SOURCE INFORMATION:
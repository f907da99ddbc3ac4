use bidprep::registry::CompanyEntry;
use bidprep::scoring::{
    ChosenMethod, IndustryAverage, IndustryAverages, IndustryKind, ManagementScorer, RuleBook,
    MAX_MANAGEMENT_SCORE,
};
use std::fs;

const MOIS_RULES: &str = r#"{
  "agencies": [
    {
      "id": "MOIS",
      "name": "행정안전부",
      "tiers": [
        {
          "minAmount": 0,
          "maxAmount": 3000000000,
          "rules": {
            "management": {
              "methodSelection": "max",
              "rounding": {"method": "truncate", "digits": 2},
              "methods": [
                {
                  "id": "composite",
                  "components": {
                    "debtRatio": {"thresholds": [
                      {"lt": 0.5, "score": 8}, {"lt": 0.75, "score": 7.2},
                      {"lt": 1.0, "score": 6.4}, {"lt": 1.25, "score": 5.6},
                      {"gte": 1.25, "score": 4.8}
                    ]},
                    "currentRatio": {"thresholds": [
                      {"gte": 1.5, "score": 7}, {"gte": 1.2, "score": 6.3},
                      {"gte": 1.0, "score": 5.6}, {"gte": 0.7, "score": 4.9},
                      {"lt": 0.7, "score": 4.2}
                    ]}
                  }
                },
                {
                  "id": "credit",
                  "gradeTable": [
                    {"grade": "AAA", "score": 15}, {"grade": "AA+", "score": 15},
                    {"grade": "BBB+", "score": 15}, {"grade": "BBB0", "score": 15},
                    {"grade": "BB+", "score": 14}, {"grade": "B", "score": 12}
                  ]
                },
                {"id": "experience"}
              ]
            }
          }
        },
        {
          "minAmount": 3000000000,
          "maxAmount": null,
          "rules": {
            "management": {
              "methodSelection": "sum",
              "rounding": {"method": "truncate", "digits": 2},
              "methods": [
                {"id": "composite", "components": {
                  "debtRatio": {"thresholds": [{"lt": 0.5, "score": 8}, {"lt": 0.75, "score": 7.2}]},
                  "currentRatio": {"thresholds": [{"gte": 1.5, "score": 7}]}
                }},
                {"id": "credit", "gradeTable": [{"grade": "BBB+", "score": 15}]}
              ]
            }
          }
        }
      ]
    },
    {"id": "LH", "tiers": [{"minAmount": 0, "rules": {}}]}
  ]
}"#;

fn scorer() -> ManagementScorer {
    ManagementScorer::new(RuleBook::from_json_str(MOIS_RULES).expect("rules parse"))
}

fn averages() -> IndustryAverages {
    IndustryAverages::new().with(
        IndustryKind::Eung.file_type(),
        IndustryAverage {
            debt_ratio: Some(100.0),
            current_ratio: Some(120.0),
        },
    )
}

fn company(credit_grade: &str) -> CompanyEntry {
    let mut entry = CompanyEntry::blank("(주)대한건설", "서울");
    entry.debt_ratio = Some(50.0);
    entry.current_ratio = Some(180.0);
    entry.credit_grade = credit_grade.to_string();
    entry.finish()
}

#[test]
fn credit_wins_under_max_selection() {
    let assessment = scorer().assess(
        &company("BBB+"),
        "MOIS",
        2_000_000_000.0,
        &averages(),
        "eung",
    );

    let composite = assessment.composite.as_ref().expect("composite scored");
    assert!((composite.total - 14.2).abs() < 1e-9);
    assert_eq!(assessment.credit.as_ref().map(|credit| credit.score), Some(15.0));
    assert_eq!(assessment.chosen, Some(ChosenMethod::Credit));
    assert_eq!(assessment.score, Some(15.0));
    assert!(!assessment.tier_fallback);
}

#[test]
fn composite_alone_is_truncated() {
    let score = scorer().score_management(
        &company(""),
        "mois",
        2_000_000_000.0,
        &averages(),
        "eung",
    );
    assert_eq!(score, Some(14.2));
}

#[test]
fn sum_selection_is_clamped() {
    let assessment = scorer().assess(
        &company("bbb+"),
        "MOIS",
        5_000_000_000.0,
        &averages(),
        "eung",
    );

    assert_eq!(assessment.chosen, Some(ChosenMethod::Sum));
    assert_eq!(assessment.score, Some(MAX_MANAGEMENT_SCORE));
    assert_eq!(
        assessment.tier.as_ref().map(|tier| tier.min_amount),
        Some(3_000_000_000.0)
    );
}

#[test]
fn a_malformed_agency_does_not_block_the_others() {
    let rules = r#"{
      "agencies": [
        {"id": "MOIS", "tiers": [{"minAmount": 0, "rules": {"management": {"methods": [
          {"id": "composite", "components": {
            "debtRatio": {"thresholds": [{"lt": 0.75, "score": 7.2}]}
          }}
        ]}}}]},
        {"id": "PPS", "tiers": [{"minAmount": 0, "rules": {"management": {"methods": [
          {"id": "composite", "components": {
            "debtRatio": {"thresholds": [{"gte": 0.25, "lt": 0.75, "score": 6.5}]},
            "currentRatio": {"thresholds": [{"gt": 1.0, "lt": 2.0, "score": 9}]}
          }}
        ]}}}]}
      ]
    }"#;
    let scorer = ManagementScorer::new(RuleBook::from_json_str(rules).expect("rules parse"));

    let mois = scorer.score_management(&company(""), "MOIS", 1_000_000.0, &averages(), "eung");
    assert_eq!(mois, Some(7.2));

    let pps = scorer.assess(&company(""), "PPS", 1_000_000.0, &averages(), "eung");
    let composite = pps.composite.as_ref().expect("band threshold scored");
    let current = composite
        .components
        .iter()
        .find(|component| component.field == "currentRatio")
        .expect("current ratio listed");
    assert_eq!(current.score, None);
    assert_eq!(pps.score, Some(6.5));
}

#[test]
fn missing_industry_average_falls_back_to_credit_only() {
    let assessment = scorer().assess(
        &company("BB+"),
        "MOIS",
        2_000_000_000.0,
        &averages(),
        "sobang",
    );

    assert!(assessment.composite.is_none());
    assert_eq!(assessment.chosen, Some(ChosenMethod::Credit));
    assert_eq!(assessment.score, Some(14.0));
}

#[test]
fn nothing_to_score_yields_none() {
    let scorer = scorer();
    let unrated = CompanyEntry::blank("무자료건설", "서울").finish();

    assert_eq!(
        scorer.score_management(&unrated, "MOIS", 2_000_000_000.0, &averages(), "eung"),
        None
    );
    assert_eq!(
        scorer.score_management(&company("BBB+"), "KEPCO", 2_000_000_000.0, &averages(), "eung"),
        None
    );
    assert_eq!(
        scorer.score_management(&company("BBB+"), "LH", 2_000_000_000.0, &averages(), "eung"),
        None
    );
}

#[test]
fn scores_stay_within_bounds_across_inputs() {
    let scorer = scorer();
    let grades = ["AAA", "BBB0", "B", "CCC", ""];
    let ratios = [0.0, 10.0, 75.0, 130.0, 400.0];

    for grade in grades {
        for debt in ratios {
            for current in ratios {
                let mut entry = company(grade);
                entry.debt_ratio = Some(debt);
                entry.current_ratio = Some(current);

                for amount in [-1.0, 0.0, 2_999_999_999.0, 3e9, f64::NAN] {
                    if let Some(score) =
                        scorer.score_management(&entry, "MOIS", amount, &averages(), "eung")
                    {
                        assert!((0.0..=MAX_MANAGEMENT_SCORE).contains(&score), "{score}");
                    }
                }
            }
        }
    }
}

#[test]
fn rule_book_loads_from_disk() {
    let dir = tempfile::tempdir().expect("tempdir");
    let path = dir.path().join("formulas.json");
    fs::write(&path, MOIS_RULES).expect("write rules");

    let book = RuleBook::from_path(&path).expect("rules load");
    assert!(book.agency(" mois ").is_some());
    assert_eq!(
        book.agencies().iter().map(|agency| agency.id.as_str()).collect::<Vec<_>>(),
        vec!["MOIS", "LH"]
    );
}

...

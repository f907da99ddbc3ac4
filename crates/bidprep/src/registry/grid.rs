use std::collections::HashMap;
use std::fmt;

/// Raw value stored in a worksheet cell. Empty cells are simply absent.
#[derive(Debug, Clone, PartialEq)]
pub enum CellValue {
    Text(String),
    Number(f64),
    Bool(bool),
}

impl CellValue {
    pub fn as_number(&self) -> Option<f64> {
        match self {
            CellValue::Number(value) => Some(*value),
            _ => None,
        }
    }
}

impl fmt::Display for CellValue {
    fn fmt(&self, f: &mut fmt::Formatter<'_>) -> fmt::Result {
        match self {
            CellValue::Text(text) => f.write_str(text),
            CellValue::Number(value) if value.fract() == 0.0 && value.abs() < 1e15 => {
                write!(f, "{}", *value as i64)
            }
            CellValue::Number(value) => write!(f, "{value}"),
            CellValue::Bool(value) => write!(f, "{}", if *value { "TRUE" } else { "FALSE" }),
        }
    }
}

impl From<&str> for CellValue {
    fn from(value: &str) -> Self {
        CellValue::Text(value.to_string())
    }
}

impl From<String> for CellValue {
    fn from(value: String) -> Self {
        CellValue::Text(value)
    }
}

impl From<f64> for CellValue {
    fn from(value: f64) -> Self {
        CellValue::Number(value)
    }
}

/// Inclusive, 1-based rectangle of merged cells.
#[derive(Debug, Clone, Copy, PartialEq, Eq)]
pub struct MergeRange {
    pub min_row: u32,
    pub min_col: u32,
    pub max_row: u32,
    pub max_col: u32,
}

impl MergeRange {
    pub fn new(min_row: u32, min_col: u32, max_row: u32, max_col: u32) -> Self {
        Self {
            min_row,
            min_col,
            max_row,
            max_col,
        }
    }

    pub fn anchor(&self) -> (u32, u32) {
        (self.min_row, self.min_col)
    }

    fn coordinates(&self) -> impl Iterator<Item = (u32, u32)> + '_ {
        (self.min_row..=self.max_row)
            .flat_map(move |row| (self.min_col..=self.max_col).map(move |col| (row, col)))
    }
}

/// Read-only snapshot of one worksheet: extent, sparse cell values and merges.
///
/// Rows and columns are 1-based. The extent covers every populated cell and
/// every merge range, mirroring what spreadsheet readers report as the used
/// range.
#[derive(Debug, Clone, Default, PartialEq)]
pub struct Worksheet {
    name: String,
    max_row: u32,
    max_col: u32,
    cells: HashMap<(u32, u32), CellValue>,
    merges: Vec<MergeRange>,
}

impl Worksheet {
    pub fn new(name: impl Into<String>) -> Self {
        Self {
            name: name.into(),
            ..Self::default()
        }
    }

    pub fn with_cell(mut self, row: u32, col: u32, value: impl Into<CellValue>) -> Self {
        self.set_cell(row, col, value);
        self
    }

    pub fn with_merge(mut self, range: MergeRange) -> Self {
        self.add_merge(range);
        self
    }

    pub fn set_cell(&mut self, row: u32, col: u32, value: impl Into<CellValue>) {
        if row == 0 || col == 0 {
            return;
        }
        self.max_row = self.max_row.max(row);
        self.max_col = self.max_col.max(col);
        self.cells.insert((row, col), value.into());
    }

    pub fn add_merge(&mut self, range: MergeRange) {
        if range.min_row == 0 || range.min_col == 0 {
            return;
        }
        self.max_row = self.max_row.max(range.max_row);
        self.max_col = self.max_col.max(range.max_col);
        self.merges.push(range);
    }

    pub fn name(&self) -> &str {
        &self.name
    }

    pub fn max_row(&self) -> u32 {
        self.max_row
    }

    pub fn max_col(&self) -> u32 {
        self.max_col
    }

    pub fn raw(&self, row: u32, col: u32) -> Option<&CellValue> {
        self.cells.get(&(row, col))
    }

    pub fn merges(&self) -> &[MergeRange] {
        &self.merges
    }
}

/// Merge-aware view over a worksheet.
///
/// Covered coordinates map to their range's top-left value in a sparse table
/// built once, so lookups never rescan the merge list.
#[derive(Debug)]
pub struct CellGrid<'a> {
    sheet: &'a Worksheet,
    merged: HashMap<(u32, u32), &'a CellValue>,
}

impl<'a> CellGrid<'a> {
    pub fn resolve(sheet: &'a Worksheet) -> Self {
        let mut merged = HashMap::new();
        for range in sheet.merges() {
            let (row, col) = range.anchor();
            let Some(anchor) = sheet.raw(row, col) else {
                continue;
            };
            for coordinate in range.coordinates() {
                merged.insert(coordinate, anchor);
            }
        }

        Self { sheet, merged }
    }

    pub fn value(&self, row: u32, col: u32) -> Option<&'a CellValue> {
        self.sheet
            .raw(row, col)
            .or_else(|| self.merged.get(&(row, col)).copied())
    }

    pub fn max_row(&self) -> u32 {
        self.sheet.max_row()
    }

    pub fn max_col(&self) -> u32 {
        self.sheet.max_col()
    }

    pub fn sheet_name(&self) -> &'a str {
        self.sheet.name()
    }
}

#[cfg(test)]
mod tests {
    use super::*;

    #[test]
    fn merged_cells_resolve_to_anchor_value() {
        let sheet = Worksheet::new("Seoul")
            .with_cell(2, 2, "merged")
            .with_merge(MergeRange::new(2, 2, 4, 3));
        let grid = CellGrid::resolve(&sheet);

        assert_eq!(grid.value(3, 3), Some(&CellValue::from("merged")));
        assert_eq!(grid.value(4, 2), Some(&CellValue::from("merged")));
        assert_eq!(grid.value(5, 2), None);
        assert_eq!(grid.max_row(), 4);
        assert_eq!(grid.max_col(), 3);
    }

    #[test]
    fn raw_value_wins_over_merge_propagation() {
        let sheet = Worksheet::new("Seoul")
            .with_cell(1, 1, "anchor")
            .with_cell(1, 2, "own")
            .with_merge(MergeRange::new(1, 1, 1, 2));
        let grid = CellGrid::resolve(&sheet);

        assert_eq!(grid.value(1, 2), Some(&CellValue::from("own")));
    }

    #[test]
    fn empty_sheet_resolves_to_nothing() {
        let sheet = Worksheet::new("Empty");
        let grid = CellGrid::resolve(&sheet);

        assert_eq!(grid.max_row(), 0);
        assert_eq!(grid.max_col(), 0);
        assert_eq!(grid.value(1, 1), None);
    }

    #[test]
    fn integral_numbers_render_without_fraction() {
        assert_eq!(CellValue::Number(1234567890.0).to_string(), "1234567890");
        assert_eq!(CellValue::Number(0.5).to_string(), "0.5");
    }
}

WHAT TO PRODUCE:
Each line above that contains the word "grades" should be copied.

SOLUTION:
    let grades = ["AAA", "BBB0", "B", "CCC", ""];
    for grade in grades {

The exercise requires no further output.